— Я бы повторил, — проговорил он, откашлявшись, и я с ужасом понимаю, что его слова не шутка. Про эскорт. Он верил в то, что говорил, потому что в его руках оказалась пачка банкнот. — Сколько ты берешь? Хочу сказать, что час ты не отработала. Тысяча?
— Ты сошел с ума? — еле слышно хриплю и поднимаюсь, держась за стену. Уже плевать, что теперь от него ничего не скрыто. Он уже видел все. Он поднимается и сразу делает шаг ко мне, и я чувствую запах денег, не смея шелохнуться.
Меня тошнит, я отворачиваюсь и чувствую, как он проводит кончиком бумажки по острому соску. Рычу и откидываю его руку.
— Если ты думаешь…
— Мало? Две тысячи? — едкая улыбка мелькает даже в полумраке, и я не выдерживаю, замахиваюсь снова.
Схватил руку и упрямо посмотрел в глаза, затем вниз, на часто вздымающуюся грудь, и дальше, туда, где продолжала стекать его сперма.
Я не могла понять, как могла вообще любить этого человека. В кого он превратился? А может, его лицо было маской, которую я сама на него нацепила и поверила, что вот он, настоящий.
Любимый, заботливый, надежный.
Эту картину мира в очередной раз разорвало его действие. Он просто схватил меня за сосок и, подтянув к себе, попытался поцеловать. Я толкаю его назад.
— Не смей меня касаться!
Он в одно движение толкнул меня в ответ, прижав к прохладной каменной стене, и поставил руки по обе стороны от головы, взяв в плен. Задирать голову не хотелось, но это был единственный способ заглянуть в его пустые глаза-омуты.
— Три тысячи?
— Да пошел ты, Сладенький, — рявкнула я и все-таки смогла избежать нового прикосновения к груди.
Просто проскочила под рукой и стала шарить в темноте. Туника есть. Где трусы?

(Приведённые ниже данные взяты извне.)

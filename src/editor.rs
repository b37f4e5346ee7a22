//! # Editor Session
//!
//! One label being built: the canvas, each widget's data, the template name,
//! the pointer gesture in progress, and where the work is kept.
//!
//! Every completed edit (a drop, a finished drag or resize, a data change, a
//! rename) bumps the revision, marks the session unsaved, and rewrites the
//! local cache slot. Intermediate pointer moves do not touch the cache.
//!
//! Saving runs in the background; watch [`Editor::status`] for the outcome.

use std::collections::HashMap;
use std::sync::Arc;
use std::time::Instant;

use tokio::runtime::Handle;
use tokio::sync::watch;
use tokio::task::JoinHandle;
use tracing::{info, warn};

use crate::client::TemplateClient;
use crate::error::LabelError;
use crate::layout::geometry::{CANVAS_EXTENT, clamp};
use crate::layout::widget::default_size;
use crate::layout::{
    Canvas, Corner, GestureEnd, GestureTracker, Guides, LayoutSettings, Placement, Rect, Viewport,
    Widget,
};
use crate::template::{
    ComponentData, DEFAULT_TEMPLATE_NAME, LocalCache, TemplatePayload, from_payload, to_payload,
};

/// Where the current revision stands relative to the service.
#[derive(Debug, Clone, PartialEq, Eq)]
pub enum SaveStatus {
    /// Edited since the last save.
    Unsaved,
    /// A save of `revision` is in flight.
    Saving { revision: u64 },
    /// `revision` was stored as `count` components.
    Saved { count: usize, revision: u64 },
    /// The last save failed.
    Failed(String),
}

pub struct Editor {
    canvas: Canvas,
    data: HashMap<String, ComponentData>,
    name: String,
    viewport: Viewport,
    cache: Option<LocalCache>,
    gestures: GestureTracker,
    revision: u64,
    status: Arc<watch::Sender<SaveStatus>>,
}

impl Editor {
    /// Empty session without a cache.
    pub fn new(viewport: Viewport) -> Self {
        Self::blank(viewport, None)
    }

    /// Session backed by `cache`, resuming the cached template if there is a
    /// usable one. A cached payload that cannot be imported is discarded.
    pub fn open(cache: LocalCache, viewport: Viewport) -> Self {
        let Some(payload) = cache.load() else {
            return Self::blank(viewport, Some(cache));
        };
        match from_payload(&payload, LayoutSettings::default()) {
            Ok(loaded) => {
                info!(
                    template = %loaded.canvas.template_id(),
                    widgets = loaded.canvas.len(),
                    "resumed cached template"
                );
                Self::from_parts(loaded.canvas, loaded.data, loaded.name, loaded.viewport, Some(cache))
            }
            Err(e) => {
                warn!(error = %e, "discarding unusable cached template");
                Self::blank(viewport, Some(cache))
            }
        }
    }

    fn blank(viewport: Viewport, cache: Option<LocalCache>) -> Self {
        let name = DEFAULT_TEMPLATE_NAME.to_string();
        Self::from_parts(Canvas::new(), HashMap::new(), name, viewport, cache)
    }

    fn from_parts(
        canvas: Canvas,
        data: HashMap<String, ComponentData>,
        name: String,
        viewport: Viewport,
        cache: Option<LocalCache>,
    ) -> Self {
        let (status, _) = watch::channel(SaveStatus::Unsaved);
        Self {
            canvas,
            data,
            name,
            viewport,
            cache,
            gestures: GestureTracker::new(),
            revision: 0,
            status: Arc::new(status),
        }
    }

    pub fn canvas(&self) -> &Canvas {
        &self.canvas
    }

    pub fn name(&self) -> &str {
        &self.name
    }

    pub fn viewport(&self) -> Viewport {
        self.viewport
    }

    pub fn guides(&self) -> Guides {
        self.canvas.guides()
    }

    /// Data of widget `id`.
    pub fn data(&self, id: &str) -> Option<&ComponentData> {
        self.data.get(id)
    }

    /// Counter of completed edits.
    pub fn revision(&self) -> u64 {
        self.revision
    }

    /// Subscribe to save status changes.
    pub fn status(&self) -> watch::Receiver<SaveStatus> {
        self.status.subscribe()
    }

    /// Current template as a payload.
    pub fn payload(&self) -> TemplatePayload {
        to_payload(&self.canvas, &self.name, self.viewport, &self.data)
    }

    pub fn rename(&mut self, name: impl Into<String>) {
        self.name = name.into();
        self.touch();
    }

    /// Add a widget from the palette without a drop point.
    pub fn add_widget(&mut self, name: &str) -> Widget {
        self.place(name, None)
    }

    /// Drop a palette widget with its centre at pixel `(px, py)`.
    pub fn drop_widget(&mut self, name: &str, px: f64, py: f64) -> Widget {
        let (w, h) = default_size(name);
        let x = clamp(self.viewport.x_to_pct(px) - w / 2.0, 0.0, CANVAS_EXTENT - w);
        let y = clamp(self.viewport.y_to_pct(py) - h / 2.0, 0.0, CANVAS_EXTENT - h);
        self.place(name, Some(Rect::new(x, y, w, h)))
    }

    fn place(&mut self, name: &str, proposed: Option<Rect>) -> Widget {
        let widget = self.canvas.add_widget(name, proposed);
        self.data.insert(widget.id.clone(), ComponentData::default_for(name));
        self.touch();
        widget
    }

    /// Replace a widget's data. The data must belong to the widget's type.
    pub fn set_data(&mut self, id: &str, data: ComponentData) -> Result<(), LabelError> {
        let widget = self
            .canvas
            .widget(id)
            .ok_or_else(|| LabelError::UnknownWidget(id.to_string()))?;
        if !data.matches(&widget.name) {
            return Err(LabelError::InvalidData {
                name: widget.name.clone(),
                reason: format!("{:?} data does not belong to this widget", data),
            });
        }
        self.data.insert(id.to_string(), data);
        self.touch();
        Ok(())
    }

    pub fn begin_drag(&mut self, id: &str, now: Instant) -> Result<(), LabelError> {
        let previous = self.gestures.begin_drag(&mut self.canvas, id, now)?;
        self.finished(previous);
        Ok(())
    }

    pub fn drag_to(&mut self, x: f64, y: f64, now: Instant) -> Result<Option<Placement>, LabelError> {
        self.gestures.drag_to(&mut self.canvas, x, y, now)
    }

    pub fn begin_resize(&mut self, id: &str, corner: Corner, now: Instant) -> Result<(), LabelError> {
        let previous = self.gestures.begin_resize(&mut self.canvas, id, corner, now)?;
        self.finished(previous);
        Ok(())
    }

    pub fn resize_to(&mut self, dx: f64, dy: f64, now: Instant) -> Result<Option<Placement>, LabelError> {
        self.gestures.resize_to(&mut self.canvas, dx, dy, now)
    }

    /// Pointer released.
    pub fn end_gesture(&mut self) -> Option<GestureEnd> {
        let ended = self.gestures.end(&mut self.canvas);
        self.finished(ended.clone());
        ended
    }

    /// Drop a gesture whose pointer-up never arrived.
    pub fn expire_stale(&mut self, now: Instant) -> Option<GestureEnd> {
        let ended = self.gestures.expire_stale(&mut self.canvas, now);
        self.finished(ended.clone());
        ended
    }

    fn finished(&mut self, ended: Option<GestureEnd>) {
        if ended.is_some() {
            self.touch();
        }
    }

    /// Remove every widget, start a new template and empty the cache slot.
    pub fn reset(&mut self) -> Result<(), LabelError> {
        self.gestures.end(&mut self.canvas);
        self.canvas.remove_all();
        self.data.clear();
        self.name = DEFAULT_TEMPLATE_NAME.to_string();
        self.mark_dirty();
        if let Some(cache) = &self.cache {
            cache.clear()?;
        }
        Ok(())
    }

    /// Send the current template to the service in the background.
    ///
    /// The outcome is published on [`Editor::status`] unless the template
    /// was edited again in the meantime. Must be called from within a tokio
    /// runtime; otherwise returns [`LabelError::Config`] and leaves the status
    /// untouched.
    pub fn save(&self, client: TemplateClient) -> Result<JoinHandle<()>, LabelError> {
        let runtime = Handle::try_current()
            .map_err(|e| LabelError::Config(format!("saving needs a tokio runtime: {}", e)))?;
        let payload = self.payload();
        let revision = self.revision;
        self.status.send_replace(SaveStatus::Saving { revision });
        let status = Arc::clone(&self.status);

        Ok(runtime.spawn(async move {
            let outcome = match client.save(&payload).await {
                Ok(saved) => {
                    info!(template = %payload.template.id, count = saved.count, "template saved");
                    SaveStatus::Saved {
                        count: saved.count,
                        revision,
                    }
                }
                Err(e) => {
                    warn!(template = %payload.template.id, error = %e, "save failed");
                    SaveStatus::Failed(e.to_string())
                }
            };
            status.send_if_modified(|current| {
                if *current == (SaveStatus::Saving { revision }) {
                    *current = outcome;
                    true
                } else {
                    false
                }
            });
        }))
    }

    fn mark_dirty(&mut self) {
        self.revision += 1;
        self.status.send_replace(SaveStatus::Unsaved);
    }

    /// Record a completed edit and persist it.
    fn touch(&mut self) {
        self.mark_dirty();
        if let Some(cache) = &self.cache
            && let Err(e) = cache.store(&self.payload())
        {
            warn!(path = %cache.slot_path().display(), error = %e, "failed to cache template");
        }
    }
}

#[cfg(test)]
mod tests {
    use super::*;
    use crate::template::data::TextData;
    use std::time::Duration;

    #[test]
    fn test_drop_centres_widget() {
        let mut editor = Editor::new(Viewport::BUILDER);
        let qr = editor.drop_widget("QR", 250.0, 400.0);
        // 50% - 12.5 = 37.5, snapped to 38
        assert_eq!(qr.rect, Rect::new(38.0, 38.0, 25.0, 25.0));
        assert_eq!(editor.data(&qr.id), Some(&ComponentData::default_for("QR")));
    }

    #[test]
    fn test_drop_near_border_stays_on_canvas() {
        let mut editor = Editor::new(Viewport::BUILDER);
        let logo = editor.drop_widget("Logo", 495.0, 5.0);
        assert_eq!(logo.rect.right(), 100.0);
        assert_eq!(logo.rect.y, 0.0);
    }

    #[test]
    fn test_edits_persist_and_resume() {
        let dir = tempfile::tempdir().unwrap();
        let cache = LocalCache::new(dir.path());

        let mut editor = Editor::open(cache.clone(), Viewport::BUILDER);
        let text = editor.add_widget("Text");
        editor
            .set_data(&text.id, ComponentData::Text(TextData { text: "Fragile".into() }))
            .unwrap();
        editor.rename("Warehouse");
        let template_id = editor.canvas().template_id().to_string();

        let resumed = Editor::open(cache, Viewport::BUILDER);
        assert_eq!(resumed.canvas().template_id(), template_id);
        assert_eq!(resumed.name(), "Warehouse");
        assert_eq!(resumed.canvas().widgets(), editor.canvas().widgets());
        assert_eq!(
            resumed.data(&text.id),
            Some(&ComponentData::Text(TextData { text: "Fragile".into() }))
        );
    }

    #[test]
    fn test_unusable_cache_starts_empty() {
        let dir = tempfile::tempdir().unwrap();
        let cache = LocalCache::new(dir.path());
        std::fs::write(cache.slot_path(), "not json").unwrap();
        let editor = Editor::open(cache, Viewport::BUILDER);
        assert!(editor.canvas().is_empty());
        assert_eq!(editor.name(), DEFAULT_TEMPLATE_NAME);
    }

    #[test]
    fn test_drag_persists_only_when_finished() {
        let dir = tempfile::tempdir().unwrap();
        let cache = LocalCache::new(dir.path());
        let mut editor = Editor::open(cache.clone(), Viewport::BUILDER);
        let qr = editor.add_widget("QR");
        let now = Instant::now();

        editor.begin_drag(&qr.id, now).unwrap();
        let placed = editor.drag_to(0.0, 0.0, now).unwrap().unwrap();
        assert!(placed.is_accepted());
        let cached = cache.load().unwrap();
        assert_eq!(cached.components[0].corners.x_left_top, 34.0);

        let before = editor.revision();
        assert!(editor.end_gesture().is_some());
        assert_eq!(editor.revision(), before + 1);
        assert_eq!(cache.load().unwrap().components[0].corners.x_left_top, 0.0);
        assert!(editor.guides().is_empty());
    }

    #[test]
    fn test_stale_gesture_is_finished() {
        let mut editor = Editor::new(Viewport::BUILDER);
        let qr = editor.add_widget("QR");
        let start = Instant::now();
        editor.begin_resize(&qr.id, Corner::Se, start).unwrap();
        assert!(editor.expire_stale(start + Duration::from_secs(1)).is_none());
        assert!(editor.expire_stale(start + Duration::from_secs(11)).is_some());
    }

    #[test]
    fn test_set_data_checks_type() {
        let mut editor = Editor::new(Viewport::BUILDER);
        let qr = editor.add_widget("QR");
        let err = editor
            .set_data(&qr.id, ComponentData::Text(TextData { text: "x".into() }))
            .unwrap_err();
        assert!(matches!(err, LabelError::InvalidData { .. }));
        assert!(matches!(
            editor.set_data("QR-99", ComponentData::default_for("QR")),
            Err(LabelError::UnknownWidget(_))
        ));
    }

    #[test]
    fn test_reset_clears_cache() {
        let dir = tempfile::tempdir().unwrap();
        let cache = LocalCache::new(dir.path());
        let mut editor = Editor::open(cache.clone(), Viewport::BUILDER);
        editor.add_widget("Logo");
        let old_id = editor.canvas().template_id().to_string();
        assert!(cache.load().is_some());

        editor.reset().unwrap();
        assert!(editor.canvas().is_empty());
        assert_ne!(editor.canvas().template_id(), old_id);
        assert!(cache.load().is_none());
    }

    #[tokio::test]
    async fn test_failed_save_is_reported() {
        let mut editor = Editor::new(Viewport::BUILDER);
        editor.add_widget("QR");
        let status = editor.status();
        let client = TemplateClient::new("http://127.0.0.1:9").unwrap();

        editor.save(client).unwrap().await.unwrap();
        assert!(matches!(*status.borrow(), SaveStatus::Failed(_)));
    }

    #[tokio::test]
    async fn test_edit_during_save_keeps_unsaved() {
        let mut editor = Editor::new(Viewport::BUILDER);
        editor.add_widget("QR");
        let status = editor.status();
        let client = TemplateClient::new("http://127.0.0.1:9").unwrap();

        let handle = editor.save(client).unwrap();
        editor.add_widget("Logo");
        handle.await.unwrap();
        assert_eq!(*status.borrow(), SaveStatus::Unsaved);
    }

    #[test]
    fn test_save_outside_runtime_is_an_error() {
        let mut editor = Editor::new(Viewport::BUILDER);
        editor.add_widget("QR");
        let status = editor.status();
        let client = TemplateClient::new("http://127.0.0.1:9").unwrap();

        assert!(matches!(editor.save(client), Err(LabelError::Config(_))));
        assert_eq!(*status.borrow(), SaveStatus::Unsaved);
    }
}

Боже, стоило увидеть Рому, ощутить его запах, присутствие, как с меня слетели трусы. И кто я после этого, как не его личная шлюха? Но он может думать все, что хочет, а мне надо сваливать.
Давно пора, ага.
Нашла на полу трусы, но взять не смогла. На них стояла его нога, обутая в тяжелый ботинок.
Потянула резинку трусов и недовольно посмотрела наверх.
Он смотрел на меня с высоты своего немаленького роста и упивался тем, как я ползаю в его ногах.
— Пять тысяч?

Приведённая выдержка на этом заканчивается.